Повторный опрос артельных, с которыми Егор разгружал баржу, еще раз подтвердил его алиби – Полушкин весь вечер таскал мешки на глазах у других грузчиков и с пристани не отлучался.
Хотя представить себе, как Егор с ружьем сидит, согнувшись в три погибели, в шкафу и ждет крестного, чтобы отомстить за свои обиды, как раз было легко… Но это – всего лишь свободный полет фантазии, рисующей произвольные, не слишком убедительные картины убийства. Следствие могло опираться только на факты. А никаких улик, кроме прилюдных пьяных угроз в трактире, против Егора не было. Грузчики в своих показаниях проявляли полное единодушие – Полушкин был с ними, и весь сказ.
– Хоть под присягой, хоть на суде, хоть перед самим Господом подтвердим – Егорка никуда не отлучался! – твердили они. – За что другое, ваша милость, не скажем, а что убийства на нем нет – вот вам крест! Безвинно вы его под арест забрали…
С Верховским дело обстояло сложнее. Он казался растерянным, не хотел отвечать на вопросы, мямлил что-то невразумительное или просто молчал. Первые допросы, проведенные Колычевым, не дали следователю никаких новых фактов.
В конце концов Верховский взял себя в руки, к нему вернулось его обычное высокомерие.
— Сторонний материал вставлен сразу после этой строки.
//! Defines the app level error type and conversions to rendered HTML pages and alerts.
use axum::{
    http::StatusCode,
    response::{IntoResponse, Response},
};

use crate::{alert::Alert, internal_server_error::InternalServerError, not_found::NotFoundError};

/// The errors that may occur in the application.
#[derive(Debug, thiserror::Error, PartialEq)]
pub enum Error {
    /// The record source could not be reached, responded with an error
    /// status, or could not be read.
    #[error("could not fetch transactions: {0}")]
    TransportFailure(String),

    /// The record source responded with something other than a JSON array.
    #[error("the record source returned a malformed payload: {0}")]
    MalformedPayload(String),

    /// The record source returned no usable transactions.
    ///
    /// `received` is the number of records in the payload. Zero means the
    /// source had no records, otherwise every record failed to normalize.
    #[error("no transactions in a payload of {received} records")]
    EmptyResult {
        /// The number of records in the payload.
        received: usize,
    },

    /// The requested resource was not found.
    ///
    /// For the detail panel, the transaction ID is not in the current snapshot.
    #[error("the requested resource could not be found")]
    NotFound,

    /// An error occurred while getting the local timezone from a canonical timezone string.
    #[error("invalid timezone {0}")]
    InvalidTimezoneError(String),

    /// The transactions could not be written as CSV.
    #[error("could not export transactions as CSV: {0}")]
    CsvExport(String),

    /// The SMS backup could not be converted into records.
    #[error("could not import SMS backup: {0}")]
    SmsImport(String),
}

impl IntoResponse for Error {
    fn into_response(self) -> Response {
        match self {
            Error::NotFound => NotFoundError.into_response(),
            Error::TransportFailure(_) => InternalServerError {
                status: StatusCode::BAD_GATEWAY,
                description: "Could not load transactions",
                fix: "The transactions service is not responding. Check that it is running and try again.",
            }
            .into_response(),
            Error::InvalidTimezoneError(timezone) => InternalServerError {
                status: StatusCode::INTERNAL_SERVER_ERROR,
                description: "Invalid Timezone Settings",
                fix: &format!(
                    "Could not get local timezone \"{timezone}\". Check your server settings and \
                    ensure the timezone has been set to valid, canonical timezone string"
                ),
            }
            .into_response(),
            // Any errors that are not handled above are not intended to be shown to the client.
            error => {
                tracing::error!("An unexpected error occurred: {}", error);
                InternalServerError::default().into_response()
            }
        }
    }
}

impl Error {
    /// Convert the error into an HTTP response with an HTML alert.
    pub fn into_alert_response(self) -> Response {
        let (status_code, alert) = match self {
            Error::TransportFailure(_) => (
                StatusCode::BAD_GATEWAY,
                Alert::Error {
                    message: "Could not load transactions".to_owned(),
                    details: "The transactions service is not responding. \
                        Check that it is running and try again."
                        .to_owned(),
                },
            ),
            Error::NotFound => (
                StatusCode::NOT_FOUND,
                Alert::Error {
                    message: "Transaction not found".to_owned(),
                    details: "The transaction is not in the loaded data. \
                        Try refreshing the page to load the latest transactions."
                        .to_owned(),
                },
            ),
            Error::InvalidTimezoneError(timezone) => (
                StatusCode::INTERNAL_SERVER_ERROR,
                Alert::Error {
                    message: "Invalid Timezone Settings".to_owned(),
                    details: format!(
                        "Could not get local timezone \"{timezone}\". Check your server settings and \
                    ensure the timezone has been set to valid, canonical timezone string"
                    ),
                },
            ),
            _ => (
                StatusCode::INTERNAL_SERVER_ERROR,
                Alert::Error {
                    message: "Something went wrong".to_owned(),
                    details:
                        "An unexpected error occurred, check the server logs for more details."
                            .to_owned(),
                },
            ),
        };

        (status_code, alert.into_html()).into_response()
    }
}

#[cfg(test)]
mod tests {
    use axum::{http::StatusCode, response::IntoResponse};

    use crate::test_utils::{assert_content_type, parse_html_fragment};

    use super::Error;

    #[tokio::test]
    async fn transport_failure_alert_is_bad_gateway() {
        let response = Error::TransportFailure("connection refused".to_owned()).into_alert_response();

        assert_eq!(response.status(), StatusCode::BAD_GATEWAY);
        assert_content_type(&response, "text/html; charset=utf-8");
        let html = parse_html_fragment(response).await;
        assert!(html.html().contains("Could not load transactions"));
        assert!(!html.html().contains("connection refused"));
    }

    #[tokio::test]
    async fn not_found_alert_is_404() {
        let response = Error::NotFound.into_alert_response();

        assert_eq!(response.status(), StatusCode::NOT_FOUND);
    }

    #[test]
    fn not_found_page_is_404() {
        assert_eq!(Error::NotFound.into_response().status(), StatusCode::NOT_FOUND);
    }

    #[test]
    fn unexpected_errors_are_500() {
        let response = Error::CsvExport("disk full".to_owned()).into_response();

        assert_eq!(response.status(), StatusCode::INTERNAL_SERVER_ERROR);
    }

    #[test]
    fn empty_result_distinguishes_empty_input() {
        assert_ne!(
            Error::EmptyResult { received: 0 },
            Error::EmptyResult { received: 3 }
        );
        assert_eq!(
            Error::EmptyResult { received: 3 }.to_string(),
            "no transactions in a payload of 3 records"
        );
    }
}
Вячеслав снова стал смотреть на судебного следователя и других представителей власти свысока.
На очередном допросе его понесло на обличительные высказывания, и он произнес гневную речь о царских псах, душителях и вешателях, чей век уже отмерил гнев народный…
Причем было непонятно, кого следовало считать царским псом и душителем – то ли Ведерникова, далекого от царской службы, но чей век уж точно был кем-то отмерен, то ли самого Колычева, который пока, невзирая на гнев народный, жил и здравствовал, исполняя должность чиновника судебного ведомства… Четких определений в патетической речи Верховского не было.
Воодушевившись, Верховский приводил примеры громких убийств, совершенных по приговору партии эсеров, и намекал, что Ведерников вполне заслужил подобную участь.
Слова, используемые эсером, звучали как-то дико – «полицейщина», «террорная работа», «партизанские действия». Где-нибудь на митинге революционно настроенной молодежи такая речь могла бы произвести впечатление… Колычеву она казалась утомительной и чрезвычайно далекой от сути допроса, но он решил дать Верховскому возможность высказаться, может быть, в запале тот проговорится о чем-нибудь важном.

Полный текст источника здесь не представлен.